The gene expression assay is saved in the RDS file of scRNA_se.rds
under the current directory.
The code chunk below read the RDS into R and examine its contents. We could see that the data is a SummarizedExperiment
object having 45768 genes and 511 samples (cells). The expression array can be accessed by assays(scRNA_se)[["RPKM"]]
, and the ground truth label of the cell types can be retrieved by scRNA_se$cell_type
.
library(SummarizedExperiment)
scRNA_se <- readRDS("scRNA_se.rds")
scRNA_se
## class: SummarizedExperiment
## dim: 45768 511
## metadata(0):
## assays(1): RPKM
## rownames: NULL
## rowData names(1): gene_id
## colnames: NULL
## colData names(1): cell_type
table(scRNA_se$cell_type) #Biological conditions (experimental design)
##
## CellType_1 CellType_2 CellType_3 CellType_4 CellType_5
## 68 68 108 215 52
str(rowData(scRNA_se)$gene_id) #Gene ids
## chr [1:45768] "0610005C13Rik" "0610006L08Rik" "0610007P14Rik" ...
str(assays(scRNA_se)[["RPKM"]]) #Expression array (in RPKM)
## num [1:45768, 1:511] 0 0 134 165 0 ...
table(colMeans(assays(scRNA_se)[["RPKM"]])) #Check the column averages
##
## 21.8493270407271
## 511
We will first visualize the cellular gene expression profiles by plotting the 1st and 2nd PCs of the data.
Task 1.1.1, Mark: 10%: Transform the expression values by log(RPKM+1) and calculate the PCs using R functions cov()
and eigen()
. Save the results of eigen()
into an object named by decomp
.
Hint: cov()
can calculate the empirical covariance matrix between rows of a matrix input. eigen()

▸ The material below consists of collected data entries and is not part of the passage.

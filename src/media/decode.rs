use std::{path::Path, sync::Arc};

use anyhow::Context;

use crate::{foundation::error::QuadmapResult, media::handle::MediaFrame};

/// Decode encoded image bytes and convert to premultiplied RGBA8.
pub fn decode_image(bytes: &[u8]) -> QuadmapResult<MediaFrame> {
    let dyn_img = image::load_from_memory(bytes).context("decode image from memory")?;
    let rgba = dyn_img.to_rgba8();
    let (width, height) = rgba.dimensions();

    let mut rgba8_premul = rgba.into_raw();
    premultiply_rgba8_in_place(&mut rgba8_premul);

    Ok(MediaFrame {
        width,
        height,
        rgba8_premul: Arc::new(rgba8_premul),
        generation: 0,
    })
}

/// Read and decode an image file.
pub fn decode_image_file(path: &Path) -> QuadmapResult<MediaFrame> {
    let bytes =
        std::fs::read(path).with_context(|| format!("read image '{}'", path.display()))?;
    decode_image(&bytes)
}

pub(crate) fn premultiply_rgba8_in_place(rgba: &mut [u8]) {
    for px in rgba.chunks_exact_mut(4) {
        let a = px[3] as u16;
        if a == 0 {
            px[0] = 0;
            px[1] = 0;
            px[2] = 0;
            continue;
        }
        px[0] = ((px[0] as u16 * a + 127) / 255) as u8;
        px[1] = ((px[1] as u16 * a + 127) / 255) as u8;
        px[2] = ((px[2] as u16 * a + 127) / 255) as u8;
    }
}

#[cfg(test)]
#[path = "../../tests/unit/media/decode.rs"]
mod tests;
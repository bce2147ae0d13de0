use super::*;

fn rect(x: f64, y: f64, w: f64, h: f64) -> [Point; 4] {
    [
        Point::new(x, y),
        Point::new(x + w, y),
        Point::new(x + w, y + h),
        Point::new(x, y + h),
    ]
}

#[test]
fn content_affine_maps_source_corners_onto_parallelogram() {
    let pts = [
        Point::new(10.0, 10.0),
        Point::new(110.0, 30.0),
        Point::new(130.0, 130.0),
        Point::new(30.0, 110.0),
    ];
    let a = content_affine(&pts, 50.0, 25.0);
    let close = |p: Point, q: Point| (p - q).hypot() < 1e-9;
    assert!(close(a * Point::new(0.0, 0.0), pts[0]));
    assert!(close(a * Point::new(50.0, 0.0), pts[1]));
    assert!(close(a * Point::new(0.0, 25.0), pts[3]));
    assert!(close(a * Point::new(50.0, 25.0), pts[2]));
}

#[test]
fn content_affine_tolerates_zero_sized_source() {
    let a = content_affine(&rect(0.0, 0.0, 10.0, 10.0), 0.0, 0.0);
    assert!(a.as_coeffs().iter().all(|c| c.is_finite()));
}

#[test]
fn quad_path_visits_points_in_order() {
    let pts = rect(0.0, 0.0, 4.0, 2.0);
    let path = quad_path(&pts);
    assert_eq!(path.elements().len(), 5);
    assert_eq!(path.elements()[0], kurbo::PathEl::MoveTo(pts[0]));
    assert_eq!(path.elements()[2], kurbo::PathEl::LineTo(pts[2]));
    assert_eq!(path.elements()[4], kurbo::PathEl::ClosePath);
}

#[test]
fn feather_mask_falls_off_linearly() {
    let pts = rect(0.0, 0.0, 60.0, 80.0);
    let m = FeatherMask::for_quad(&pts, 25.0).unwrap();
    assert_eq!(m.center, Point::new(30.0, 40.0));
    assert_eq!(m.outer, 50.0);
    assert_eq!(m.inner, 25.0);
    assert_eq!(m.alpha_at(Point::new(30.0, 40.0)), 1.0);
    assert!((m.alpha_at(Point::new(30.0, 40.0 + 37.5)) - 0.5).abs() < 1e-9);
    assert_eq!(m.alpha_at(Point::new(30.0, 40.0 + 50.0)), 0.0);
}

#[test]
fn full_feather_fades_from_center() {
    let m = FeatherMask::for_quad(&rect(0.0, 0.0, 10.0, 10.0), 50.0).unwrap();
    assert_eq!(m.inner, 0.0);
    assert!(m.alpha_at(Point::new(5.0, 5.0)) > 0.99);
}

#[test]
fn no_mask_without_feather_or_extent() {
    assert!(FeatherMask::for_quad(&rect(0.0, 0.0, 10.0, 10.0), 0.0).is_none());
    let degenerate = [Point::new(3.0, 3.0); 4];
    assert!(FeatherMask::for_quad(&degenerate, 20.0).is_none());
}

can compute the eigen-decomposition of a matrix. The output of eigen()
contains 2 parts: the eigen vector matrix (columns are PCs/factors) and the eigen values (variance explained along the PCs). The eigen vector matrix can be accessed by $vectors
, and the eigen values can be accessed by $values
.
decomp = eigen(cov(log(assays(scRNA_se)[["RPKM"]]+1))) #Implement eigen-decomposition on covariance matrix of log(RPKM+1)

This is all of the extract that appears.